Я останавливаюсь на этой его черте, потому что она произвела на меня глубокое впечатление. Твои высоконравственные рассуждения, намеки, презрительно-брезгливые гримасы, поджатые губы — не могли бы внушить мне истинного понимания сущности порока. Я постиг ее, неведомо для себя, лишь благодаря этому мальчику, что стало мне ясно только гораздо позднее. Ты вот воображаешь, что все смертные носят на себе печать первородного греха, но ни один человек не нашел бы этой гнойной язвы у Люка: он вышел из рук ваятеля, вылепившего его, без всякого изъяна, цельным и прекрасным. Зато я, сравнив себя с ним, почувствовал все свое уродство.
Можно ли сказать, что я любил его, как сына? Нет, я любил его за то, что он совсем не был похож на меня. Я прекрасно вижу, какие черты Гюбер и Женевьева унаследовали от меня: алчность, жажду материальных благ, которые для них превыше всего в жизни, презрительную властность (Женевьева безжалостно третирует своего мужа и высокомерна, как я). А Люк совсем другой; я был уверен, что не увижу в нем свое подобие.
Большую часть года я о нем совсем не думал. Отец брал его к себе из пансиона на Новый год и на Пасху, а летние каникулы он всегда проводил у нас. Уезжал он в октябре, когда покидали наши края и перелетные птицы.

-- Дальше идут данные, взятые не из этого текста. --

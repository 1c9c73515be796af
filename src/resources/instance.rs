//! Compute instance resource.
//!
//! The instance references the resolved image and the security group by
//! address; the engine substitutes the provider ids once those resources are
//! ready. Identification is by Name tag, so re-applying adopts a live
//! instance instead of launching a second one.

use std::collections::HashMap;
use std::time::Duration;

use aws_sdk_ec2::types::{
    Filter, IamInstanceProfileSpecification, InstanceStateName, InstanceType, ResourceType, Tag,
    TagSpecification,
};
use aws_sdk_ec2::Client;
use serde::{Deserialize, Serialize};

use crate::error::{Error, Result};
use crate::resources::{ResourceAddr, ResourceKind};

/// Specification of a compute instance.
#[derive(Debug, Clone, PartialEq, Eq, Serialize, Deserialize)]
pub struct InstanceSpec {
    /// Instance name (used as the Name tag).
    pub name: String,
    /// Machine size, e.g. `t2.micro`.
    pub instance_type: String,
    /// Address of the image lookup supplying the machine image.
    pub image: ResourceAddr,
    /// Address of the security group attached to the instance.
    pub security_group: ResourceAddr,
    /// Name of the pre-provisioned key pair for administrative access.
    pub key_name: String,
    /// Permission profile attached to the instance.
    pub instance_profile: Option<String>,
}

impl InstanceSpec {
    /// The address of this instance.
    pub fn addr(&self) -> ResourceAddr {
        ResourceAddr::new(ResourceKind::Instance, &self.name)
    }

    /// Finds a live (non-terminated) instance carrying this spec's Name tag.
    pub async fn find(&self, client: &Client) -> Result<Option<InstanceInfo>> {
        let resp = client
            .describe_instances()
            .filters(Filter::builder().name("tag:Name").values(&self.name).build())
            .filters(
                Filter::builder()
                    .name("instance-state-name")
                    .values("pending")
                    .values("running")
                    .values("stopping")
                    .values("stopped")
                    .build(),
            )
            .send()
            .await
            .map_err(|e| Error::provider("DescribeInstances", e.to_string()))?;

        for reservation in resp.reservations() {
            if let Some(instance) = reservation.instances().first() {
                return Ok(Some(InstanceInfo::from_api(instance)));
            }
        }
        Ok(None)
    }

    /// Launches the instance with the given resolved references.
    pub async fn create(
        &self,
        client: &Client,
        image_id: &str,
        security_group_id: &str,
    ) -> Result<InstanceInfo> {
        let instance_type = self.instance_type.parse::<InstanceType>().map_err(|_| {
            Error::StackValidation(format!("invalid instance type '{}'", self.instance_type))
        })?;

        let mut req = client
            .run_instances()
            .image_id(image_id)
            .instance_type(instance_type)
            .key_name(&self.key_name)
            .security_group_ids(security_group_id)
            .min_count(1)
            .max_count(1)
            .tag_specifications(
                TagSpecification::builder()
                    .resource_type(ResourceType::Instance)
                    .tags(Tag::builder().key("Name").value(&self.name).build())
                    .build(),
            );

        if let Some(ref profile) = self.instance_profile {
            req = req.iam_instance_profile(
                IamInstanceProfileSpecification::builder()
                    .name(profile)
                    .build(),
            );
        }

        let resp = req
            .send()
            .await
            .map_err(|e| Error::provider("RunInstances", e.to_string()))?;

        let instance = resp.instances().first().ok_or_else(|| {
            Error::provider("RunInstances", "response contained no instances".to_string())
        })?;

        let info = InstanceInfo::from_api(instance);
        tracing::info!(
            instance_id = %info.instance_id,
            image_id = %image_id,
            instance_type = %self.instance_type,
            "Launched instance '{}'",
            self.name
        );
        Ok(info)
    }

    /// Starts a stopped instance.
    pub async fn start(&self, client: &Client, instance_id: &str) -> Result<()> {
        client
            .start_instances()
            .instance_ids(instance_id)
            .send()
            .await
            .map_err(|e| Error::provider("StartInstances", e.to_string()))?;

        tracing::info!(
            instance_id = %instance_id,
            "Started instance '{}'",
            self.name
        );
        Ok(())
    }

    /// Polls until the instance is running, then returns its final info. The
    /// public DNS name is only populated once the instance is running, so
    /// callers that need the output must wait.
    pub async fn wait_until_running(
        &self,
        client: &Client,
        instance_id: &str,
        timeout: Duration,
    ) -> Result<InstanceInfo> {
        let start = std::time::Instant::now();
        let poll_interval = Duration::from_secs(5);

        loop {
            if start.elapsed() >= timeout {
                return Err(Error::WaitTimeout {
                    address: self.addr().to_string(),
                    timeout_secs: timeout.as_secs(),
                });
            }

            let resp = client
                .describe_instances()
                .instance_ids(instance_id)
                .send()
                .await
                .map_err(|e| Error::provider("DescribeInstances", e.to_string()))?;

            for reservation in resp.reservations() {
                for instance in reservation.instances() {
                    let running = instance
                        .state()
                        .and_then(|s| s.name())
                        .is_some_and(|name| *name == InstanceStateName::Running);
                    if running {
                        return Ok(InstanceInfo::from_api(instance));
                    }
                }
            }

            tracing::debug!(
                instance_id = %instance_id,
                elapsed_secs = start.elapsed().as_secs(),
                "Instance not yet running"
            );
            tokio::time::sleep(poll_interval).await;
        }
    }
}

/// An instance as reported by the provider.
#[derive(Debug, Clone, Serialize, Deserialize)]
pub struct InstanceInfo {
    /// Provider instance id.
    pub instance_id: String,
    /// Current lifecycle state.
    pub state: String,
    /// Machine size.
    pub instance_type: String,
    /// Public IPv4 address, once assigned.
    pub public_ip: Option<String>,
    /// Publicly resolvable DNS name, once assigned.
    pub public_dns: Option<String>,
    /// Private IPv4 address.
    pub private_ip: Option<String>,
    /// Attached security group ids.
    pub security_groups: Vec<String>,
    /// Key pair name.
    pub key_name: Option<String>,
    /// Tags on the instance.
    pub tags: HashMap<String, String>,
}

impl InstanceInfo {
    /// Whether the instance needs a start before it can become running.
    /// Pending instances are already on their way and only need the wait.
    pub fn needs_start(&self) -> bool {
        self.state == "stopped"
    }

    fn from_api(instance: &aws_sdk_ec2::types::Instance) -> Self {
        let mut tags = HashMap::new();
        for tag in instance.tags() {
            if let (Some(key), Some(value)) = (tag.key(), tag.value()) {
                tags.insert(key.to_string(), value.to_string());
            }
        }

        let security_groups = instance
            .security_groups()
            .iter()
            .filter_map(|sg| sg.group_id().map(|s| s.to_string()))
            .collect();

        // The API reports an empty string rather than nothing before the
        // public DNS name is assigned.
        let public_dns = instance
            .public_dns_name()
            .filter(|s| !s.is_empty())
            .map(|s| s.to_string());

        Self {
            instance_id: instance.instance_id().unwrap_or_default().to_string(),
            state: instance
                .state()
                .and_then(|s| s.name())
                .map(|n| n.as_str().to_string())
                .unwrap_or_else(|| "unknown".to_string()),
            instance_type: instance
                .instance_type()
                .map(|t| t.as_str().to_string())
                .unwrap_or_default(),
            public_ip: instance.public_ip_address().map(|s| s.to_string()),
            public_dns,
            private_ip: instance.private_ip_address().map(|s| s.to_string()),
            security_groups,
            key_name: instance.key_name().map(|s| s.to_string()),
            tags,
        }
    }
}

#[cfg(test)]
mod tests {
    use super::*;

    fn info(state: &str) -> InstanceInfo {
        InstanceInfo {
            instance_id: "i-0123456789abcdef0".to_string(),
            state: state.to_string(),
            instance_type: "t2.micro".to_string(),
            public_ip: None,
            public_dns: None,
            private_ip: None,
            security_groups: Vec::new(),
            key_name: Some("deployer".to_string()),
            tags: HashMap::new(),
        }
    }

    #[test]
    fn stopped_instance_needs_a_start() {
        assert!(info("stopped").needs_start());
    }

    #[test]
    fn running_and_pending_instances_do_not() {
        assert!(!info("running").needs_start());
        assert!(!info("pending").needs_start());
    }
}
//! CLI integration tests.
//!
//! These run the compiled binary against a temporary working directory. Only
//! the offline subcommands are exercised; apply is covered by the library
//! tests up to the provider boundary.

use assert_cmd::Command;
use predicates::prelude::*;
use tempfile::TempDir;

fn rustform(dir: &TempDir) -> Command {
    let mut cmd = Command::cargo_bin("rustform").unwrap();
    cmd.current_dir(dir.path())
        .env("HOME", dir.path())
        .env_remove("RUSTFORM_CONFIG")
        .env_remove("RUSTFORM_STATE")
        .env_remove("RUSTFORM_REGION")
        .env_remove("RUSTFORM_STATE_PATH")
        .env_remove("RUSTFORM_VAR_SSH_CIDR")
        .env_remove("RUSTFORM_VAR_KEY_NAME")
        .arg("--no-color");
    cmd
}

const VARS: [&str; 4] = ["-v", "ssh_cidr=203.0.113.0/24", "-v", "key_name=deployer"];

#[test]
fn validate_succeeds_with_both_inputs() {
    let dir = TempDir::new().unwrap();
    rustform(&dir)
        .arg("validate")
        .args(VARS)
        .assert()
        .success()
        .stdout(predicate::str::contains("is valid"));
}

#[test]
fn validate_fails_without_inputs() {
    let dir = TempDir::new().unwrap();
    rustform(&dir)
        .arg("validate")
        .assert()
        .failure()
        .code(2)
        .stderr(predicate::str::contains("Missing required input"));
}

#[test]
fn validate_rejects_malformed_cidr() {
    let dir = TempDir::new().unwrap();
    rustform(&dir)
        .arg("validate")
        .args(["-v", "ssh_cidr=not-a-range", "-v", "key_name=deployer"])
        .assert()
        .failure()
        .code(2)
        .stderr(predicate::str::contains("ssh_cidr"));
}

#[test]
fn plan_on_fresh_state_reports_three_to_add() {
    let dir = TempDir::new().unwrap();
    rustform(&dir)
        .arg("plan")
        .args(VARS)
        .assert()
        .success()
        .stdout(predicate::str::contains("3 resource(s) to add"))
        .stdout(predicate::str::contains("+ ami.web"))
        .stdout(predicate::str::contains("+ security_group.web_ssh"))
        .stdout(predicate::str::contains("+ instance.web"));
}

#[test]
fn plan_json_is_machine_readable() {
    let dir = TempDir::new().unwrap();
    let assert = rustform(&dir)
        .arg("plan")
        .arg("--json")
        .args(VARS)
        .assert()
        .success();

    let stdout = String::from_utf8(assert.get_output().stdout.clone()).unwrap();
    let plan: serde_json::Value = serde_json::from_str(&stdout).unwrap();
    assert_eq!(plan["actions"].as_array().unwrap().len(), 3);
}

#[test]
fn plan_fails_before_touching_state_when_inputs_are_missing() {
    let dir = TempDir::new().unwrap();
    rustform(&dir).arg("plan").assert().failure().code(2);
    // Validation failed first, so no state file appeared.
    assert!(!dir.path().join("rustform.state.json").exists());
}

#[test]
fn graph_lists_the_instance_after_its_dependencies() {
    let dir = TempDir::new().unwrap();
    let assert = rustform(&dir).arg("graph").args(VARS).assert().success();

    let stdout = String::from_utf8(assert.get_output().stdout.clone()).unwrap();
    let pos = |needle: &str| stdout.find(needle).unwrap();
    assert!(pos("ami.web") < pos("3. instance.web"));
    assert!(pos("security_group.web_ssh") < pos("3. instance.web"));
    assert!(stdout.contains("after"));
}

#[test]
fn output_warns_when_nothing_is_recorded() {
    let dir = TempDir::new().unwrap();
    rustform(&dir)
        .arg("output")
        .assert()
        .success()
        .stderr(predicate::str::contains("No outputs recorded"));
}

#[test]
fn output_fails_for_an_unknown_name() {
    let dir = TempDir::new().unwrap();
    rustform(&dir)
        .arg("output")
        .arg("public_dns")
        .assert()
        .failure()
        .code(5)
        .stderr(predicate::str::contains("not found"));
}

#[test]
fn apply_on_converged_state_reports_every_resource_ok() {
    use rustform::resources::ResourceKind;
    use rustform::state::{RecordedResource, StateFile};

    let dir = TempDir::new().unwrap();
    let mut state = StateFile::default();
    state.record(
        &"ami.web".parse().unwrap(),
        RecordedResource::new(ResourceKind::Ami, "ami-0abc1234"),
    );
    state.record(
        &"security_group.web_ssh".parse().unwrap(),
        RecordedResource::new(ResourceKind::SecurityGroup, "sg-0abc1234"),
    );
    state.record(
        &"instance.web".parse().unwrap(),
        RecordedResource::new(ResourceKind::Instance, "i-0abc1234"),
    );
    state.save(&dir.path().join("rustform.state.json")).unwrap();

    // The plan is empty, so this never reaches the provider.
    rustform(&dir)
        .arg("apply")
        .args(VARS)
        .assert()
        .success()
        .stdout(predicate::str::contains("ok: [ami.web]"))
        .stdout(predicate::str::contains("ok: [security_group.web_ssh]"))
        .stdout(predicate::str::contains("ok: [instance.web]"))
        .stdout(predicate::str::contains("Nothing to do"));
}

#[test]
fn apply_check_mode_makes_no_changes() {
    let dir = TempDir::new().unwrap();
    rustform(&dir)
        .arg("apply")
        .arg("--check")
        .args(VARS)
        .assert()
        .success()
        .stdout(predicate::str::contains("add=3"))
        .stderr(predicate::str::contains("No changes will be made"));
    assert!(!dir.path().join("rustform.state.json").exists());
}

Был ли он набожным? Ты о нем говорила так:
— Даже на таком глупом звереныше, как этот мальчик, сказывается влияние отцов иезуитов. По воскресеньям он ни за что не пропустит обедни, исповедуется, причащается... Конечно, молится он не очень усердно, на скорую руку. Ну что ж поделаешь! Каждый дает что может, большего и нечего с него требовать.
Со мной он никогда не затрагивал этих вопросов, не делал ни малейшего намека. Все его разговоры носили вполне конкретный характер. Иной раз, когда он вытаскивал из кармана складной нож, поплавок, дудочку, чтоб подманивать жаворонков, на траву выпадали короткие черные четки, и он проворно поднимал их. Пожалуй, по утрам в воскресенье в нем было больше степенности, чем в будни, меньше жизнерадостности, легкости, как будто он нес тогда на плечах какой-то груз.
Среди всего, что привязывало меня к Люку, было одно обстоятельство, которому ты, вероятно, удивишься. Не раз случалось, что в воскресенье я узнавал в этом олененке, который в те часы переставал прыгать, брата нашей девочки, умершей двенадцать лет тому назад, хотя Мари совсем не походила на него характером: она не выносила, когда кто-нибудь раздавит букашку, и очень любила, устлав мхом дупло дерева, ставить туда статуэтку Богоматери, — помнишь? Ну так вот, для меня в этом «звереныше», как ты называла Люка, оживала наша Мари: вернее сказать, тот самый светлый родник, который был в ее душе и вместе с нею скрылся под землю, вновь бил у моих ног.
В начале войны Люку было почти пятнадцать лет. Гюбера взяли в армию, во вспомогательные части. Все процедуры осмотра во врачебной комиссии он переносил с философским спокойствием, ты же места себе не находила от тревоги. Долгие годы его узкая грудь вызывала у тебя мучительное беспокойство. Теперь ты только на нее и возлагала надежды. Когда нудная канцелярская работа и какие-нибудь неприятности вдруг внушали Гюберу желание пойти на фронт добровольно и он принимался (впрочем, бесплодно) хлопотать об этом, ты доходила до того, что откровенно высказывала опасение, которое до тех пор с таким трудом скрывала от всех, — ты твердила: «При такой наследственности, как у него...»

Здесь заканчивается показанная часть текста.